Hove Into View: Touring A Malaysian-Inspired Sayang House

London-based architect Carlos Gris built an invisible house imbue with fleurs and greenery verdure in Fensland, England.

A simple rectangular pavilion erected beyond an isolated site burst upon the view in the Fenlands of East Midlands (an hour north of London) after leaving uncultivated over the years. 18-months ago, architect Carlos Gris constructed this minimalist home for his aunt (Gretta Funnell) who returned to the UK after 20 years of living abroad in Malaysia. 

Named Sayang House, it was deemed a fitting tribute to Gretta’s late husband, Ray. He is still fondly remembered by his beloved together with the land. Blending in some Malaysian aesthetics into the design: spacious and airy elements with a large overhanging roof very much played into here. This new pavilion property concentrated on linearity and minimalism acquired both classical and modernist interior elements from Kuala Lumpur. 


Build safely with 8 meter deep piles as the foundation and a concrete ring beam on top. Then there were strong geometric roof parapets reflecting the area district and flat to the horizon. For the exterior building, the facade adopts bespoke Shou Sugi Ban (known as the Japanese technique) clad in wood that has been lightly charred and brown brushed, which echoes the muddy background of the marshland while incorporating the Finnish vernacular. 

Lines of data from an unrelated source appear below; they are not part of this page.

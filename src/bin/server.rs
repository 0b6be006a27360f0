//! Parlance server binary.
//! Run with: cargo run --bin parlance-server

use std::process::ExitCode;

use parlance::start_parlance;

fn main() -> ExitCode {
    start_parlance::run()
}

Something out of ordinary: a rail track was designed for the purpose to run through a nearby field or drop over next door. Additionally, its agriculture seemingly offers unobstructed views of broad gardens shared by both residences. “There’s nothing unnecessary; Everything is done with a purpose,” said Carlos.

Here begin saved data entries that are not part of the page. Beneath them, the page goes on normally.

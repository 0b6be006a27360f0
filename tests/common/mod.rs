//! Shared fixtures: a stub translation provider and a running Parlance server.
#![allow(dead_code)]

use std::error::Error;

use axum::http::StatusCode;
use axum::routing::{get, post};
use axum::{Json, Router};
use serde::Deserialize;
use serde_json::{Value, json};
use tokio::net::TcpListener;

use parlance::config::ServerConfig;
use parlance::server::{AppState, build_app, serve};

pub type TestResult<T = ()> = Result<T, Box<dyn Error + Send + Sync>>;

#[derive(Deserialize)]
struct DetectBody {
    q: String,
}

#[derive(Deserialize)]
struct TranslateBody {
    q: String,
    source: String,
    target: String,
}

async fn detect(Json(body): Json<DetectBody>) -> Json<Value> {
    let candidates = if body.q.trim().is_empty() {
        json!([])
    } else if body.q.contains("Bonjour") {
        json!([{ "language": "fr", "confidence": 92.0 }])
    } else if body.q.contains("Hola") {
        json!([{ "language": "es", "confidence": 88.0 }])
    } else {
        json!([{ "language": "en", "confidence": 95.0 }])
    };
    Json(candidates)
}

async fn translate(Json(body): Json<TranslateBody>) -> (StatusCode, Json<Value>) {
    if body.q == "boom" {
        return (
            StatusCode::INTERNAL_SERVER_ERROR,
            Json(json!({ "error": "Server error" })),
        );
    }
    (
        StatusCode::OK,
        Json(json!({ "translatedText": format!("[{}>{}] {}", body.source, body.target, body.q) })),
    )
}

async fn languages() -> Json<Value> {
    Json(json!([
        { "code": "en", "name": "English", "targets": ["es", "fr"] },
        { "code": "es", "name": "Spanish", "targets": ["en"] },
        { "code": "fr", "name": "French", "targets": ["en"] }
    ]))
}

async fn bind_and_spawn(app: Router) -> TestResult<String> {
    let listener = TcpListener::bind("127.0.0.1:0").await?;
    let addr = listener.local_addr()?;
    tokio::spawn(async move {
        serve(listener, app, std::future::pending())
            .await
            .expect("test server run");
    });
    Ok(format!("http://{addr}"))
}

/// Start a LibreTranslate-like stub and return its base URL.
pub async fn spawn_provider() -> TestResult<String> {
    let app = Router::new()
        .route("/detect", post(detect))
        .route("/translate", post(translate))
        .route("/languages", get(languages));
    bind_and_spawn(app).await
}

/// Start Parlance against `provider_url` and return its base URL.
pub async fn spawn_parlance(provider_url: &str) -> TestResult<String> {
    let config = ServerConfig {
        translation_url: provider_url.to_string(),
        request_timeout_secs: 2,
        ..ServerConfig::default()
    };
    let state = AppState::new(&config)?;
    bind_and_spawn(build_app(state, &config)).await
}

/// Provider stub plus Parlance, with a client to drive them.
pub async fn setup_test_server() -> TestResult<(String, reqwest::Client)> {
    let provider = spawn_provider().await?;
    let base_url = spawn_parlance(&provider).await?;
    Ok((base_url, reqwest::Client::new()))
}
//! Uniform JSON error envelope for the HTTP API.

use axum::Json;
use axum::extract::rejection::JsonRejection;
use axum::http::StatusCode;
use axum::response::{IntoResponse, Response};
use chrono::{DateTime, Utc};
use serde::{Deserialize, Serialize};
use thiserror::Error;

use crate::conversation::{SummarizationError, ValidationError};
use crate::translation::TranslationError;

/// Error body returned by every failing endpoint.
#[derive(Clone, Debug, PartialEq, Eq, Serialize, Deserialize)]
#[serde(rename_all = "camelCase")]
pub struct ErrorEnvelope {
    /// Status reason phrase.
    pub error: String,
    /// Human-readable detail.
    pub message: String,
    /// HTTP status code.
    pub status_code: u16,
    /// When the error was produced.
    pub timestamp: DateTime<Utc>,
}

/// Failure of an API handler.
#[derive(Debug, Error)]
pub enum ApiError {
    /// Caller sent an invalid request.
    #[error("{0}")]
    BadRequest(String),
    /// No route matched.
    #[error("{0}")]
    NotFound(String),
    /// The operation failed server-side.
    #[error("{0}")]
    Internal(String),
}

impl ApiError {
    /// HTTP status for this error.
    #[must_use]
    pub const fn status(&self) -> StatusCode {
        match self {
            Self::BadRequest(_) => StatusCode::BAD_REQUEST,
            Self::NotFound(_) => StatusCode::NOT_FOUND,
            Self::Internal(_) => StatusCode::INTERNAL_SERVER_ERROR,
        }
    }

    /// Build the envelope for this error.
    #[must_use]
    pub fn envelope(&self) -> ErrorEnvelope {
        let status = self.status();
        ErrorEnvelope {
            error: status
                .canonical_reason()
                .unwrap_or("Internal Server Error")
                .to_string(),
            message: self.to_string(),
            status_code: status.as_u16(),
            timestamp: Utc::now(),
        }
    }
}

impl IntoResponse for ApiError {
    fn into_response(self) -> Response {
        let status = self.status();
        if status.is_server_error() {
            tracing::error!("Request failed: {self}");
        } else {
            tracing::debug!("Request rejected ({status}): {self}");
        }

        (status, Json(self.envelope())).into_response()
    }
}

impl From<JsonRejection> for ApiError {
    fn from(rejection: JsonRejection) -> Self {
        Self::BadRequest(rejection.body_text())
    }
}

impl From<ValidationError> for ApiError {
    fn from(error: ValidationError) -> Self {
        Self::BadRequest(error.to_string())
    }
}

impl From<SummarizationError> for ApiError {
    fn from(error: SummarizationError) -> Self {
        Self::Internal(error.to_string())
    }
}

impl From<TranslationError> for ApiError {
    fn from(error: TranslationError) -> Self {
        Self::Internal(error.to_string())
    }
}
//! Configuration for the Parlance server.

use std::time::Duration;

use serde::{Deserialize, Serialize};
use thiserror::Error;
use url::Url;

use crate::translation::DEFAULT_PROVIDER_URL;

/// Default server port.
pub const DEFAULT_PORT: u16 = 3000;

/// Default timeout for provider calls, in seconds.
const DEFAULT_REQUEST_TIMEOUT_SECS: u64 = 15;

/// Configuration errors.
#[derive(Debug, Error)]
pub enum ConfigError {
    /// Invalid or unsupported values.
    #[error("invalid configuration: {0}")]
    Invalid(String),
    /// URL parse error.
    #[error("url parse error: {0}")]
    Url(#[from] url::ParseError),
}

/// Convenience result alias for configuration.
pub type ConfigResult<T> = Result<T, ConfigError>;

/// Top-level server configuration.
#[derive(Clone, Debug, Serialize, Deserialize)]
pub struct ServerConfig {
    /// Listen port.
    pub port: u16,
    /// Base URL of the translation provider.
    pub translation_url: String,
    /// CORS origins; `None` allows any origin.
    pub allowed_origins: Option<Vec<String>>,
    /// Timeout for provider calls, in seconds.
    pub request_timeout_secs: u64,
}

impl Default for ServerConfig {
    fn default() -> Self {
        Self {
            port: DEFAULT_PORT,
            translation_url: DEFAULT_PROVIDER_URL.to_string(),
            allowed_origins: None,
            request_timeout_secs: DEFAULT_REQUEST_TIMEOUT_SECS,
        }
    }
}

impl ServerConfig {
    /// Read configuration from process environment variables.
    ///
    /// # Errors
    /// Returns an error if a variable is malformed or validation fails.
    pub fn from_env() -> ConfigResult<Self> {
        Self::from_lookup(|key| std::env::var(key).ok())
    }

    /// Read configuration through `lookup`, falling back to defaults.
    ///
    /// Recognized keys: `PARLANCE_PORT` (or `PORT`), `LIBRETRANSLATE_URL`,
    /// `ALLOWED_ORIGINS`, `PARLANCE_REQUEST_TIMEOUT_SECS`.
    ///
    /// # Errors
    /// Returns an error if a variable is malformed or validation fails.
    pub fn from_lookup<F>(lookup: F) -> ConfigResult<Self>
    where
        F: Fn(&str) -> Option<String>,
    {
        let mut config = Self::default();

        if let Some(port) = lookup("PARLANCE_PORT").or_else(|| lookup("PORT")) {
            config.port = port
                .trim()
                .parse()
                .map_err(|_| ConfigError::Invalid(format!("port must be a number, got `{port}`")))?;
        }

        if let Some(url) = lookup("LIBRETRANSLATE_URL") {
            config.translation_url = url;
        }

        if let Some(origins) = lookup("ALLOWED_ORIGINS") {
            config.allowed_origins = parse_origins(&origins);
        }

        if let Some(timeout) = lookup("PARLANCE_REQUEST_TIMEOUT_SECS") {
            config.request_timeout_secs = timeout.trim().parse().map_err(|_| {
                ConfigError::Invalid(format!("request timeout must be a number, got `{timeout}`"))
            })?;
        }

        config.validate()?;
        Ok(config)
    }

    /// Validate configuration invariants.
    ///
    /// # Errors
    /// Returns an error if any values are out of range or invalid.
    pub fn validate(&self) -> ConfigResult<()> {
        if self.request_timeout_secs == 0 {
            return Err(ConfigError::Invalid(
                "request_timeout_secs must be > 0".to_string(),
            ));
        }

        Url::parse(&self.translation_url)?;

        Ok(())
    }

    /// Provider call timeout.
    #[must_use]
    pub const fn request_timeout(&self) -> Duration {
        Duration::from_secs(self.request_timeout_secs)
    }
}

/// Split a comma-separated origin list; empty or `*` means any origin.
fn parse_origins(raw: &str) -> Option<Vec<String>> {
    let origins: Vec<String> = raw
        .split(',')
        .map(str::trim)
        .filter(|origin| !origin.is_empty())
        .map(String::from)
        .collect();

    if origins.is_empty() || origins.iter().any(|origin| origin == "*") {
        None
    } else {
        Some(origins)
    }
}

Simple yet highly complex, the front door sits on an existing weeping willow in the rear garden; stepping into the space and it’s looking clean with the opposite walls is floor-to-ceiling glazing to provide a direct frame to the external garden. As a side note, walls and ceiling were made using Structural Insulation Panels which have strong thermal resistance look beyond strangeness with overall green features.

By way of interior furnishing, it first reaches two guest bedrooms located at the front of the house, along with the main bathroom, a lounge, and a boot room. The rear area boasts a stunning view connecting the bathroom to the garden; a spacious kitchen dining space and living room there close to the third and main bedroom.

Gazing from these seats through plenty of large windows captures a serenity, perhaps a return to a peaceful life. Despite the movement around, what can be felt inside is only calm and harmony. Put it this way, Sayang house builds up very important memories to hold on to for the rest of Gretta’s life.